■ **REQUIRED ACTION**
Where the records below show the word "running" in a line, please copy that line.

[[ LISTED RECORDS, beginning ]]

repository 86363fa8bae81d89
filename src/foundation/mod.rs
pub mod color;
pub mod core;
pub mod error;
pub(crate) mod math;
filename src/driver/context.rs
use crate::foundation::core::{Vec3, Viewport};
use crate::particles::ParticleField;
use crate::targets::{TargetSetKind, TargetSets, TargetStore};
use rand::rngs::StdRng;
use std::sync::Arc;

/// Everything a phase hook may touch, owned in one place and passed by `&mut`.
pub struct AnimationContext {
    /// The particle array and its position buffer.
    pub field: ParticleField,
    /// Current target sets.
    pub targets: TargetStore,
    /// Viewport used by scatter.
    pub viewport: Viewport,
    /// Randomness for scatter and burst.
    pub rng: StdRng,
    captured: Option<Arc<TargetSets>>,
}

impl AnimationContext {
    pub fn new(field: ParticleField, targets: TargetStore, viewport: Viewport, rng: StdRng) -> Self {
        Self {
            field,
            targets,
            viewport,
            rng,
            captured: None,
        }
    }

    /// Take a snapshot of the current target sets and keep it for the running phase.
    pub(crate) fn capture_targets(&mut self) -> Arc<TargetSets> {
        let snap = self.targets.snapshot();
        self.captured = Some(Arc::clone(&snap));
        snap
    }

    /// Generation of the sets the running phase captured, if any.
    pub fn captured_generation(&self) -> Option<u64> {
        self.captured.as_ref().map(|s| s.generation)
    }

    /// Aim every particle at `kind` cyclically, shifted by `offset`.
    pub(crate) fn assign_from(&mut self, kind: TargetSetKind, offset: Vec3) {
        let sets = self.capture_targets();
        let set = sets.get(kind);
        if !self.field.assign_cyclic(set, offset) {
            tracing::debug!(?kind, "target set empty, keeping previous targets");
        }
    }
}
pub(crate) fn mul_div255_u16(x: u16, y: u16) -> u16 {
    (((u32::from(x) * u32::from(y)) + 127) / 255) as u16
}

/// Saturating per-channel add, used for additive point blending.
pub(crate) fn add_sat_u8(a: u8, b: u8) -> u8 {
    a.saturating_add(b)
}

#[cfg(test)]
#[path = "../../tests/unit/foundation/math.rs"]
mod tests;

[[ LISTED RECORDS, end ]]

■ **EXERCISE RESULT**
    /// Take a snapshot of the current target sets and keep it for the running phase.
    /// Generation of the sets the running phase captured, if any.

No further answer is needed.